── Material for the task ──
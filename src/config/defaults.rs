//! Default values for config fields.

use super::config_struct::Config;

pub fn default_true() -> bool {
    true
}

pub fn default_source_language() -> String {
    "auto".to_string()
}

pub fn default_target_language() -> String {
    "fr".to_string()
}

pub fn default_language_a() -> String {
    "en".to_string()
}

pub fn default_language_b() -> String {
    "fr".to_string()
}

pub fn default_cloud_stt_url() -> String {
    // Local speech-to-text service endpoint
    "http://127.0.0.1:6006".to_string()
}

pub fn default_volume() -> f32 {
    0.75
}

pub fn default_history_limit() -> usize {
    500
}

impl Default for Config {
    fn default() -> Self {
        serde_json::from_str("{}").expect("empty config must deserialize via defaults")
    }
}
//! Contextual text processing around the raw translation call.
//!
//! Preprocessing rewrites informal spellings and expands slang so the
//! engine translates (and caches) clean text. Postprocessing nudges the
//! translated text toward the register and emphasis of the original. The
//! postprocessing side is cosmetic by design and never required for
//! correctness.

use lazy_static::lazy_static;
use regex::Regex;
use std::collections::HashMap;

#[derive(Clone, Copy, Debug, PartialEq, Eq)]
pub enum ContextKind {
    Greeting,
    Farewell,
    Question,
    EmotionPositive,
    EmotionNegative,
    Formal,
    Informal,
}

lazy_static! {
    /// Slang and abbreviation expansions per source language.
    static ref SLANG_DB: HashMap<&'static str, HashMap<&'static str, &'static str>> = {
        let mut db = HashMap::new();

        let mut en = HashMap::new();
        en.insert("lol", "laughing out loud");
        en.insert("lmao", "laughing my ass off");
        en.insert("rofl", "rolling on floor laughing");
        en.insert("brb", "be right back");
        en.insert("btw", "by the way");
        en.insert("tbh", "to be honest");
        en.insert("imo", "in my opinion");
        en.insert("imho", "in my humble opinion");
        en.insert("fyi", "for your information");
        en.insert("omg", "oh my god");
        en.insert("idk", "I don't know");
        en.insert("afaik", "as far as I know");
        en.insert("asap", "as soon as possible");
        en.insert("dm", "direct message");
        en.insert("irl", "in real life");
        en.insert("ftw", "for the win");
        en.insert("rn", "right now");
        en.insert("nvm", "never mind");
        en.insert("smh", "shaking my head");
        en.insert("fomo", "fear of missing out");
        en.insert("yolo", "you only live once");
        en.insert("sus", "suspicious");
        en.insert("deadass", "seriously");
        en.insert("lowkey", "slightly or secretly");
        en.insert("highkey", "very or extremely");
        en.insert("goat", "greatest of all time");
        en.insert("salty", "upset or bitter");
        en.insert("lit", "exciting or excellent");
        en.insert("flex", "show off");
        en.insert("shook", "shocked or surprised");
        en.insert("tea", "gossip");
        en.insert("no cap", "no lie");
        en.insert("rent free", "constantly thinking about");
        en.insert("hits different", "uniquely good");
        db.insert("en", en);

        let mut fr = HashMap::new();
        fr.insert("mdr", "mort de rire");
        fr.insert("ptdr", "pété de rire");
        fr.insert("stp", "s'il te plaît");
        fr.insert("svp", "s'il vous plaît");
        fr.insert("tlm", "tout le monde");
        fr.insert("bcp", "beaucoup");
        fr.insert("pk", "pourquoi");
        fr.insert("pcq", "parce que");
        fr.insert("dsl", "désolé");
        fr.insert("jsp", "je sais pas");
        fr.insert("jpp", "j'en peux plus");
        fr.insert("meuf", "femme");
        fr.insert("relou", "lourd");
        fr.insert("kiffer", "aimer");
        fr.insert("thune", "argent");
        fr.insert("bouffer", "manger");
        db.insert("fr", fr);

        let mut es = HashMap::new();
        es.insert("tq", "te quiero");
        es.insert("xq", "porque");
        es.insert("tb", "también");
        es.insert("tmb", "también");
        es.insert("bn", "bien");
        es.insert("msj", "mensaje");
        es.insert("guay", "genial");
        es.insert("chulo", "bonito");
        es.insert("currar", "trabajar");
        es.insert("curro", "trabajo");
        es.insert("pasta", "dinero");
        es.insert("mogollón", "mucho");
        db.insert("es", es);

        let mut de = HashMap::new();
        de.insert("geil", "großartig");
        de.insert("krass", "extrem");
        de.insert("digger", "Kumpel");
        de.insert("alter", "Mann");
        de.insert("chillen", "entspannen");
        de.insert("checken", "verstehen");
        de.insert("pennen", "schlafen");
        de.insert("labern", "Unsinn reden");
        de.insert("schnallen", "verstehen");
        de.insert("kumpel", "Freund");
        db.insert("de", de);

        db
    };

    /// Word-boundary autocorrect patterns per language.
    static ref CORRECTIONS: HashMap<&'static str, Vec<(Regex, &'static str)>> = {
        let mut map = HashMap::new();

        let en: Vec<(Regex, &'static str)> = [
            (r"(?i)\bim\b", "I'm"),
            (r"(?i)\bill\b", "I'll"),
            (r"(?i)\bu\b", "you"),
            (r"(?i)\bur\b", "your"),
            (r"(?i)\btho\b", "though"),
            (r"(?i)\bcuz\b", "because"),
            (r"(?i)\bcoz\b", "because"),
            (r"(?i)\bgonna\b", "going to"),
            (r"(?i)\bwanna\b", "want to"),
            (r"(?i)\bgotta\b", "got to"),
            (r"(?i)\bkinda\b", "kind of"),
            (r"(?i)\bsorta\b", "sort of"),
            (r"(?i)\byeah\b", "yes"),
            (r"(?i)\bnah\b", "no"),
            (r"(?i)\byep\b", "yes"),
            (r"(?i)\bnope\b", "no"),
        ]
        .into_iter()
        .map(|(p, r)| (Regex::new(p).unwrap(), r))
        .collect();
        map.insert("en", en);

        let fr: Vec<(Regex, &'static str)> = [
            (r"(?i)\bké\b", "que"),
            (r"(?i)\bki\b", "qui"),
            (r"(?i)\bkom\b", "comme"),
            (r"(?i)\bcé\b", "c'est"),
            (r"(?i)\bté\b", "t'es"),
        ]
        .into_iter()
        .map(|(p, r)| (Regex::new(p).unwrap(), r))
        .collect();
        map.insert("fr", fr);

        map
    };

    static ref FORMAL_FR: Vec<(Regex, &'static str)> = vec![
        (Regex::new(r"(?i)\btu\b").unwrap(), "vous"),
        (Regex::new(r"(?i)\bton\b").unwrap(), "votre"),
        (Regex::new(r"(?i)\bta\b").unwrap(), "votre"),
    ];

    static ref FORMAL_ES: Vec<(Regex, &'static str)> =
        vec![(Regex::new(r"(?i)\btú\b").unwrap(), "usted")];

    static ref INFORMAL_FR: Vec<(Regex, &'static str)> =
        vec![(Regex::new(r"(?i)\bvous\b").unwrap(), "tu")];
}

/// Substring cues used to classify the register of an utterance.
const GREETING: [&str; 7] = ["hello", "hi ", "hey", "bonjour", "hola", "salut", "buenos días"];
const FAREWELL: [&str; 6] = ["bye", "goodbye", "see you", "au revoir", "adiós", "hasta luego"];
const QUESTION: [&str; 9] = ["?", "how", "what", "when", "where", "why", "who", "comment", "pourquoi"];
const EMOTION_POSITIVE: [&str; 9] = [
    "happy", "great", "awesome", "excellent", "wonderful", "fantastic", "heureux", "génial",
    "feliz",
];
const EMOTION_NEGATIVE: [&str; 7] =
    ["sad", "bad", "terrible", "awful", "horrible", "triste", "mal"];
const FORMAL: [&str; 8] = [
    "sir", "madam", "monsieur", "madame", "señor", "señora", "please", "s'il vous plaît",
];
const INFORMAL: [&str; 7] = ["dude", "bro", "mate", "buddy", "mec", "tío", "colega"];

/// Maximum exclamation marks restored when preserving emphasis
const MAX_EXCLAMATIONS: usize = 3;

#[derive(Default)]
pub struct ContextualProcessor;

impl ContextualProcessor {
    pub fn new() -> Self {
        Self
    }

    /// Expand slang and abbreviations to full form for better translation.
    /// Capitalization style and trailing punctuation of each token survive
    /// the rewrite. Returns the expanded text and whether anything changed.
    pub fn expand_slang(&self, text: &str, lang: &str) -> (String, bool) {
        let dict = match SLANG_DB.get(lang) {
            Some(d) => d,
            None => return (text.to_string(), false),
        };

        let mut modified = false;
        let mut new_words: Vec<String> = Vec::new();

        for word in text.split_whitespace() {
            let clean: String = word
                .chars()
                .filter(|c| c.is_alphanumeric())
                .collect::<String>()
                .to_lowercase();

            match dict.get(clean.as_str()) {
                Some(expansion) => {
                    let replacement = if is_all_caps(word) {
                        expansion.to_uppercase()
                    } else if word.chars().next().map_or(false, |c| c.is_uppercase()) {
                        capitalize(expansion)
                    } else {
                        expansion.to_string()
                    };
                    let punctuation: String =
                        word.chars().filter(|c| !c.is_alphanumeric()).collect();
                    new_words.push(format!("{}{}", replacement, punctuation));
                    modified = true;
                }
                None => new_words.push(word.to_string()),
            }
        }

        let mut expanded = new_words.join(" ");

        // Multi-word slang expressions
        let lowered = expanded.to_lowercase();
        for (slang, expansion) in dict.iter() {
            if slang.contains(' ') && lowered.contains(slang) {
                let pattern = Regex::new(&format!("(?i){}", regex::escape(slang))).unwrap();
                expanded = pattern.replace_all(&expanded, *expansion).into_owned();
                modified = true;
            }
        }

        (expanded, modified)
    }

    /// Rewrite common informal spellings ("u" -> "you", "gonna" -> "going to").
    pub fn autocorrect(&self, text: &str, lang: &str) -> String {
        let mut corrected = text.to_string();
        if let Some(rules) = CORRECTIONS.get(lang) {
            for (pattern, replacement) in rules {
                corrected = pattern.replace_all(&corrected, *replacement).into_owned();
            }
        }
        corrected
    }

    pub fn detect_context(&self, text: &str) -> Vec<ContextKind> {
        let lower = text.to_lowercase();
        let mut kinds = Vec::new();
        let mut check = |patterns: &[&str], kind: ContextKind| {
            if patterns.iter().any(|p| lower.contains(p)) {
                kinds.push(kind);
            }
        };
        check(&GREETING, ContextKind::Greeting);
        check(&FAREWELL, ContextKind::Farewell);
        check(&QUESTION, ContextKind::Question);
        check(&EMOTION_POSITIVE, ContextKind::EmotionPositive);
        check(&EMOTION_NEGATIVE, ContextKind::EmotionNegative);
        check(&FORMAL, ContextKind::Formal);
        check(&INFORMAL, ContextKind::Informal);
        kinds
    }

    /// Adjust the translated text toward the original's register and
    /// emphasis. Purely cosmetic.
    pub fn enhance(&self, original: &str, translated: &str, target_lang: &str) -> String {
        let kinds = self.detect_context(original);
        let mut enhanced = translated.to_string();

        if kinds.contains(&ContextKind::Formal) {
            enhanced = apply_formal_tone(&enhanced, target_lang);
        } else if kinds.contains(&ContextKind::Informal) {
            enhanced = apply_informal_tone(&enhanced, target_lang);
        }

        if kinds.contains(&ContextKind::EmotionPositive)
            || kinds.contains(&ContextKind::EmotionNegative)
        {
            enhanced = preserve_emotion(original, &enhanced);
        }

        enhanced
    }
}

fn apply_formal_tone(text: &str, lang: &str) -> String {
    let rules: &[(Regex, &str)] = match lang {
        "fr" => &FORMAL_FR,
        "es" => &FORMAL_ES,
        _ => return text.to_string(),
    };
    let mut out = text.to_string();
    for (pattern, replacement) in rules {
        out = pattern.replace_all(&out, *replacement).into_owned();
    }
    out
}

fn apply_informal_tone(text: &str, lang: &str) -> String {
    if lang != "fr" {
        return text.to_string();
    }
    let mut out = text.to_string();
    for (pattern, replacement) in INFORMAL_FR.iter() {
        out = pattern.replace_all(&out, *replacement).into_owned();
    }
    out
}

/// Pad trailing exclamation marks when the translation under-represents the
/// original's emphasis.
fn preserve_emotion(original: &str, translated: &str) -> String {
    let exclamations = original.matches('!').count();
    if exclamations > 0 && translated.matches('!').count() < exclamations {
        let base = translated.trim_end_matches('.');
        format!("{}{}", base, "!".repeat(exclamations.min(MAX_EXCLAMATIONS)))
    } else {
        translated.to_string()
    }
}

fn is_all_caps(word: &str) -> bool {
    word.chars().any(|c| c.is_uppercase()) && !word.chars().any(|c| c.is_lowercase())
}

/// Python-style capitalize: first character upper, the rest lower.
fn capitalize(text: &str) -> String {
    let mut chars = text.chars();
    match chars.next() {
        Some(first) => first.to_uppercase().collect::<String>() + &chars.as_str().to_lowercase(),
        None => String::new(),
    }
}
───
Exercise goal:
Transcribe the lines above between the line holding "expansion.to_uppercase()" and the line holding "Rewrite common informal", inclusive, exactly as they stand and with nothing added.

Final answer:
                        expansion.to_uppercase()
                    } else if word.chars().next().map_or(false, |c| c.is_uppercase()) {
                        capitalize(expansion)
                    } else {
                        expansion.to_string()
                    };
                    let punctuation: String =
                        word.chars().filter(|c| !c.is_alphanumeric()).collect();
                    new_words.push(format!("{}{}", replacement, punctuation));
                    modified = true;
                }
                None => new_words.push(word.to_string()),
            }
        }

        let mut expanded = new_words.join(" ");

        // Multi-word slang expressions
        let lowered = expanded.to_lowercase();
        for (slang, expansion) in dict.iter() {
            if slang.contains(' ') && lowered.contains(slang) {
                let pattern = Regex::new(&format!("(?i){}", regex::escape(slang))).unwrap();
                expanded = pattern.replace_all(&expanded, *expansion).into_owned();
                modified = true;
            }
        }

        (expanded, modified)
    }

    /// Rewrite common informal spellings ("u" -> "you", "gonna" -> "going to").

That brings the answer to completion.